Description of the task
Every entry below is to be retyped exactly as it stands.

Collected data
//! Binary entrypoint for the `lexd` language server.
//!
//! Delegates to [`lexd::run`], which serves framed requests from stdin until
//! end of stream. Startup failures are reported on stderr.

use std::io::{self, Write};
use std::process::ExitCode;

fn main() -> ExitCode {
    match lexd::run() {
        Ok(_) => ExitCode::SUCCESS,
        Err(error) => {
            writeln!(io::stderr().lock(), "lexd: {error}").ok();
            ExitCode::FAILURE
        }
    }
}
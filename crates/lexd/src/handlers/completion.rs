//! `textDocument/completion` backed by a static word list.

use std::fs;
use std::io;

use camino::{Utf8Path, Utf8PathBuf};
use lsp_types::{CompletionItem, CompletionList, CompletionParams};
use serde_json::Value;
use thiserror::Error;
use tracing::{debug, warn};

use crate::registry::{HandlerError, TypedHandler};

use super::HANDLER_TARGET;

/// Words offered as completion candidates, one per line of the source file.
#[derive(Debug, Default, Clone, PartialEq, Eq)]
pub struct WordList {
    words: Vec<String>,
}

/// Errors raised while reading a word list.
#[derive(Debug, Error)]
pub enum WordListError {
    /// The word list file could not be read.
    #[error("failed to read word list '{path}': {source}")]
    Read {
        /// File that could not be read.
        path: Utf8PathBuf,
        /// Underlying I/O failure.
        #[source]
        source: io::Error,
    },
}

impl WordList {
    /// A list with no words.
    #[must_use]
    pub fn empty() -> Self {
        Self::default()
    }

    /// Splits `text` into words, one per line. Blank lines are skipped and
    /// `\r\n` line endings are accepted.
    #[must_use]
    pub fn from_text(text: &str) -> Self {
        let words = text
            .lines()
            .map(str::trim)
            .filter(|word| !word.is_empty())
            .map(str::to_owned)
            .collect();
        Self { words }
    }

    /// Reads a word list from disk.
    ///
    /// # Errors
    ///
    /// Returns [`WordListError::Read`] when the file cannot be read as UTF-8
    /// text.
    pub fn load(path: &Utf8Path) -> Result<Self, WordListError> {
        let text = fs::read_to_string(path).map_err(|source| WordListError::Read {
            path: path.to_path_buf(),
            source,
        })?;
        Ok(Self::from_text(&text))
    }

    /// Reads a word list, falling back to an empty list when it is missing or
    /// unreadable.
    #[must_use]
    pub fn load_or_empty(path: &Utf8Path) -> Self {
        match Self::load(path) {
            Ok(words) => {
                debug!(target: HANDLER_TARGET, %path, words = words.len(), "word list loaded");
                words
            }
            Err(error) => {
                warn!(
                    target: HANDLER_TARGET,
                    %error,
                    "completion word list unavailable; serving no candidates"
                );
                Self::empty()
            }
        }
    }

    /// Number of words.
    #[must_use]
    pub fn len(&self) -> usize {
        self.words.len()
    }

    /// Returns true when the list holds no words.
    #[must_use]
    pub fn is_empty(&self) -> bool {
        self.words.is_empty()
    }

    /// Iterates over the words in file order.
    #[must_use]
    pub fn iter(&self) -> impl Iterator<Item = &str> {
        self.words.iter().map(String::as_str)
    }
}

/// Offers every word of the list as a completion item.
///
/// Items are built once, when the handler is created; every request returns
/// the same complete list. The params only feed the request log, so params
/// that are missing, partial, or not `CompletionParams` at all are accepted.
#[derive(Debug, Clone)]
pub struct CompletionHandler {
    items: Vec<CompletionItem>,
}

impl CompletionHandler {
    /// Precomputes completion items from `words`.
    #[must_use]
    pub fn new(words: &WordList) -> Self {
        let items = words
            .iter()
            .map(|word| CompletionItem {
                label: word.to_owned(),
                ..CompletionItem::default()
            })
            .collect();
        Self { items }
    }
}

impl TypedHandler for CompletionHandler {
    type Params = Value;
    type Output = CompletionList;

    fn call(&self, params: Self::Params) -> Result<Self::Output, HandlerError> {
        match serde_json::from_value::<CompletionParams>(params) {
            Ok(request) => {
                let position = request.text_document_position;
                debug!(
                    target: HANDLER_TARGET,
                    uri = %position.text_document.uri.as_str(),
                    line = position.position.line,
                    character = position.position.character,
                    "completion requested"
                );
            }
            Err(error) => {
                debug!(target: HANDLER_TARGET, %error, "completion requested without a position");
            }
        }
        Ok(CompletionList {
            is_incomplete: false,
            items: self.items.clone(),
        })
    }
}
//! Method handlers shipped with the server.
//!
//! Handlers are plain [`TypedHandler`] implementations. They compute a result
//! value and leave framing and output to the dispatch loop.

mod completion;
mod initialize;

use serde_json::Value;

use crate::registry::{HandlerError, Method, MethodRegistry, TypedHandler};

pub use self::completion::{CompletionHandler, WordList, WordListError};
pub use self::initialize::{InitializeHandler, InitializeParams};

/// Tracing target for handler events.
pub(crate) const HANDLER_TARGET: &str = concat!(env!("CARGO_PKG_NAME"), "::handlers");

/// Answers `shutdown` with `null`.
#[derive(Debug, Default, Clone, Copy)]
pub struct ShutdownHandler;

impl TypedHandler for ShutdownHandler {
    type Params = Value;
    type Output = ();

    fn call(&self, _params: Self::Params) -> Result<Self::Output, HandlerError> {
        Ok(())
    }
}

/// Builds the registry of every shipped handler.
#[must_use]
pub fn default_registry(words: &WordList) -> MethodRegistry {
    MethodRegistry::builder()
        .register_typed(Method::Initialize, InitializeHandler::new())
        .register_typed(Method::Shutdown, ShutdownHandler)
        .register_typed(Method::Completion, CompletionHandler::new(words))
        .build()
}
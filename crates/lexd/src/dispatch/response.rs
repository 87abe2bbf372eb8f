//! Framed response output.

use std::io::Write;

use tracing::trace;

use crate::codec;
use crate::protocol::ResponseMessage;

use super::DISPATCH_TARGET;
use super::errors::DispatchError;

/// Writes framed responses to the output stream.
///
/// Every response is flushed as soon as it is written so the client sees it
/// before the next frame is dispatched.
#[derive(Debug)]
pub struct ResponseWriter<W> {
    writer: W,
}

impl<W: Write> ResponseWriter<W> {
    /// Creates a new response writer wrapping the given output stream.
    #[must_use]
    pub const fn new(writer: W) -> Self {
        Self { writer }
    }

    /// Serialises, frames and flushes `response`, returning the number of
    /// bytes written.
    ///
    /// Nothing is written when serialisation fails.
    ///
    /// # Errors
    ///
    /// Returns [`DispatchError::SerializeResponse`] if the response cannot be
    /// serialised and [`DispatchError::Io`] if writing or flushing fails.
    pub fn write_response(&mut self, response: &ResponseMessage) -> Result<usize, DispatchError> {
        let payload = response.to_payload()?;
        let frame = codec::encode(&payload);
        self.writer.write_all(&frame)?;
        self.writer.flush()?;
        trace!(
            target: DISPATCH_TARGET,
            id = %response.id,
            bytes = frame.len(),
            "response written"
        );
        Ok(frame.len())
    }

    /// Borrows the wrapped stream.
    #[must_use]
    pub const fn get_ref(&self) -> &W {
        &self.writer
    }

    /// Returns the wrapped stream.
    #[must_use]
    pub fn into_inner(self) -> W {
        self.writer
    }
}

Response to this task
//! Binary entrypoint for the `lexd` language server.
//!
//! Delegates to [`lexd::run`], which serves framed requests from stdin until
//! end of stream. Startup failures are reported on stderr.

use std::io::{self, Write};
use std::process::ExitCode;

fn main() -> ExitCode {
    match lexd::run() {
        Ok(_) => ExitCode::SUCCESS,
        Err(error) => {
            writeln!(io::stderr().lock(), "lexd: {error}").ok();
            ExitCode::FAILURE
        }
    }
}
filename crates/lexd/src/handlers/completion.rs
//! `textDocument/completion` backed by a static word list.

use std::fs;
use std::io;

use camino::{Utf8Path, Utf8PathBuf};
use lsp_types::{CompletionItem, CompletionList, CompletionParams};
use serde_json::Value;
use thiserror::Error;
use tracing::{debug, warn};

use crate::registry::{HandlerError, TypedHandler};

use super::HANDLER_TARGET;

/// Words offered as completion candidates, one per line of the source file.
#[derive(Debug, Default, Clone, PartialEq, Eq)]
pub struct WordList {
    words: Vec<String>,
}

/// Errors raised while reading a word list.
#[derive(Debug, Error)]
pub enum WordListError {
    /// The word list file could not be read.
    #[error("failed to read word list '{path}': {source}")]
    Read {
        /// File that could not be read.
        path: Utf8PathBuf,
        /// Underlying I/O failure.
        #[source]
        source: io::Error,
    },
}

impl WordList {
    /// A list with no words.
    #[must_use]
    pub fn empty() -> Self {
        Self::default()
    }

    /// Splits `text` into words, one per line. Blank lines are skipped and
    /// `\r\n` line endings are accepted.
    #[must_use]
    pub fn from_text(text: &str) -> Self {
        let words = text
            .lines()
            .map(str::trim)
            .filter(|word| !word.is_empty())
            .map(str::to_owned)
            .collect();
        Self { words }
    }

    /// Reads a word list from disk.
    ///
    /// # Errors
    ///
    /// Returns [`WordListError::Read`] when the file cannot be read as UTF-8
    /// text.
    pub fn load(path: &Utf8Path) -> Result<Self, WordListError> {
        let text = fs::read_to_string(path).map_err(|source| WordListError::Read {
            path: path.to_path_buf(),
            source,
        })?;
        Ok(Self::from_text(&text))
    }

    /// Reads a word list, falling back to an empty list when it is missing or
    /// unreadable.
    #[must_use]
    pub fn load_or_empty(path: &Utf8Path) -> Self {
        match Self::load(path) {
            Ok(words) => {
                debug!(target: HANDLER_TARGET, %path, words = words.len(), "word list loaded");
                words
            }
            Err(error) => {
                warn!(
                    target: HANDLER_TARGET,
                    %error,
                    "completion word list unavailable; serving no candidates"
                );
                Self::empty()
            }
        }
    }

    /// Number of words.
    #[must_use]
    pub fn len(&self) -> usize {
        self.words.len()
    }

    /// Returns true when the list holds no words.
    #[must_use]
    pub fn is_empty(&self) -> bool {
        self.words.is_empty()
    }

    /// Iterates over the words in file order.
    #[must_use]
    pub fn iter(&self) -> impl Iterator<Item = &str> {
        self.words.iter().map(String::as_str)
    }
}

/// Offers every word of the list as a completion item.
///
/// Items are built once, when the handler is created; every request returns
/// the same complete list. The params only feed the request log, so params
/// that are missing, partial, or not `CompletionParams` at all are accepted.
#[derive(Debug, Clone)]
pub struct CompletionHandler {
    items: Vec<CompletionItem>,
}

impl CompletionHandler {
    /// Precomputes completion items from `words`.
    #[must_use]
    pub fn new(words: &WordList) -> Self {
        let items = words
            .iter()
            .map(|word| CompletionItem {
                label: word.to_owned(),
                ..CompletionItem::default()
            })
            .collect();
        Self { items }
    }
}

impl TypedHandler for CompletionHandler {
    type Params = Value;
    type Output = CompletionList;

    fn call(&self, params: Self::Params) -> Result<Self::Output, HandlerError> {
        match serde_json::from_value::<CompletionParams>(params) {
            Ok(request) => {
                let position = request.text_document_position;
                debug!(
                    target: HANDLER_TARGET,
                    uri = %position.text_document.uri.as_str(),
                    line = position.position.line,
                    character = position.position.character,
                    "completion requested"
                );
            }
            Err(error) => {
                debug!(target: HANDLER_TARGET, %error, "completion requested without a position");
            }
        }
        Ok(CompletionList {
            is_incomplete: false,
            items: self.items.clone(),
        })
    }
}
//! Method handlers shipped with the server.
//!
//! Handlers are plain [`TypedHandler`] implementations. They compute a result
//! value and leave framing and output to the dispatch loop.

mod completion;
mod initialize;

use serde_json::Value;

use crate::registry::{HandlerError, Method, MethodRegistry, TypedHandler};

pub use self::completion::{CompletionHandler, WordList, WordListError};
pub use self::initialize::{InitializeHandler, InitializeParams};

/// Tracing target for handler events.
pub(crate) const HANDLER_TARGET: &str = concat!(env!("CARGO_PKG_NAME"), "::handlers");

/// Answers `shutdown` with `null`.
#[derive(Debug, Default, Clone, Copy)]
pub struct ShutdownHandler;

impl TypedHandler for ShutdownHandler {
    type Params = Value;
    type Output = ();

    fn call(&self, _params: Self::Params) -> Result<Self::Output, HandlerError> {
        Ok(())
    }
}

/// Builds the registry of every shipped handler.
#[must_use]
pub fn default_registry(words: &WordList) -> MethodRegistry {
    MethodRegistry::builder()
        .register_typed(Method::Initialize, InitializeHandler::new())
        .register_typed(Method::Shutdown, ShutdownHandler)
        .register_typed(Method::Completion, CompletionHandler::new(words))
        .build()
}
filename crates/lexd/src/dispatch/response.rs
repository 87abe2bbf372eb8f
//! Framed response output.

use std::io::Write;

use tracing::trace;

use crate::codec;
use crate::protocol::ResponseMessage;

use super::DISPATCH_TARGET;
use super::errors::DispatchError;

/// Writes framed responses to the output stream.
///
/// Every response is flushed as soon as it is written so the client sees it
/// before the next frame is dispatched.
#[derive(Debug)]
pub struct ResponseWriter<W> {
    writer: W,
}

impl<W: Write> ResponseWriter<W> {
    /// Creates a new response writer wrapping the given output stream.
    #[must_use]
    pub const fn new(writer: W) -> Self {
        Self { writer }
    }

    /// Serialises, frames and flushes `response`, returning the number of
    /// bytes written.
    ///
    /// Nothing is written when serialisation fails.
    ///
    /// # Errors
    ///
    /// Returns [`DispatchError::SerializeResponse`] if the response cannot be
    /// serialised and [`DispatchError::Io`] if writing or flushing fails.
    pub fn write_response(&mut self, response: &ResponseMessage) -> Result<usize, DispatchError> {
        let payload = response.to_payload()?;
        let frame = codec::encode(&payload);
        self.writer.write_all(&frame)?;
        self.writer.flush()?;
        trace!(
            target: DISPATCH_TARGET,
            id = %response.id,
            bytes = frame.len(),
            "response written"
        );
        Ok(frame.len())
    }

    /// Borrows the wrapped stream.
    #[must_use]
    pub const fn get_ref(&self) -> &W {
        &self.writer
    }

    /// Returns the wrapped stream.
    #[must_use]
    pub fn into_inner(self) -> W {
        self.writer
    }
}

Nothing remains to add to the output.